Falafel Sliders

Vodvil chef Jamie Lauren shares her recipe
Chef Jamie Lauren, who you may remember from Top Chef or for her recent work at Venice’s Beechwood, recently took the helm at Vodvil, West Hollywood’s new “game room” inspired restaurant. Her menu puts an offbeat spin on childhood classics, like these falafel sliders topped with tomato-raisin chutney and tahini sauce. They make for a competitive snack, should you decide to host a game night of your own.
2 cups dried chickpeas, soaked for 24 hours in water
1 teaspoon baking powder
1 small yellow onion, minced
6 cloves garlic, chopped
1 tablespoon cumin, toasted and ground
1 tablespoon coriander, toasted and ground
Juice of 1 lemon
1/4 bunch cilantro, chopped
1/2 bunch parsley, chopped
salt to taste
In a food processor, combine all the above ingredients until a paste is formed. Shape into balls and fry at 350 degrees until golden, roughly 4 minutes.
Tomato raisin chutney
5 small tomatoes, seeded and diced
1/2 cup raisins or currants
1 tablespoon canola oil
3/4 cup sugar
1 jalapeno, seeded and minced
1 cinnamon stick 2 bay leaves
1 tablespoon apple cider vinegar
1 small yellow onion, minced
1 teaspoon whole cloves
salt to taste
In a sauce pan, heat the oil over medium heat. Add the onion and spices. Cook until the onion is soft. Add all other ingredients and cook until thick. Adjust seasoning. Allow to cool, pick out whole spices.
Tahini sauce
1 cup tahini
2 lemons, juiced
1/2 cup water
1 teaspoon paprika
1 teaspoon cayenne salt to taste
Combine all ingredients and whisk together, adjust seasoning if necessary.
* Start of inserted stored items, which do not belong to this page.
//! Checkout arithmetic. Everything here is USD; currency only affects display.

use serde::Serialize;

use rahat_core::{Currency, DiscountType, Money};

use crate::models::Coupon;

/// Discount `coupon` grants on `subtotal`.
///
/// Percentage coupons take `value`% of the subtotal; fixed coupons take
/// `value` dollars. The discount itself is not capped; [`CheckoutSummary`]
/// floors the total instead.
#[must_use]
pub fn discount_for(coupon: &Coupon, subtotal: Money) -> Money {
    match coupon.discount_type {
        DiscountType::Percentage => subtotal.percent(coupon.value),
        DiscountType::Fixed => Money::usd(coupon.value),
    }
}

/// Priced totals of a checkout.
#[derive(Debug, Clone, Copy, PartialEq, Eq, Serialize)]
pub struct CheckoutSummary {
    pub subtotal: Money,
    pub discount: Money,
    /// `max(0, subtotal - discount)`.
    pub total: Money,
}

impl CheckoutSummary {
    /// Price `subtotal` with an optional coupon.
    #[must_use]
    pub fn new(subtotal: Money, coupon: Option<&Coupon>) -> Self {
        let discount = coupon.map_or(Money::ZERO, |c| discount_for(c, subtotal));
        Self {
            subtotal,
            discount,
            total: subtotal.saturating_sub(discount),
        }
    }

    /// The total rendered in `currency`.
    #[must_use]
    pub fn display_total(&self, currency: Currency) -> String {
        self.total.display(currency)
    }
}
To serve: After removing the falafel from the fryer, lightly smash each ball so it resembles more of a patty. Place on a toasted hawaiian sweet roll, garnish with 1 heaping tablespoon of the tomato relish, a nice squirt of the tahini sauce, a slice of romaine lettuce and some shaved red onions. Garnish with pickled turnips.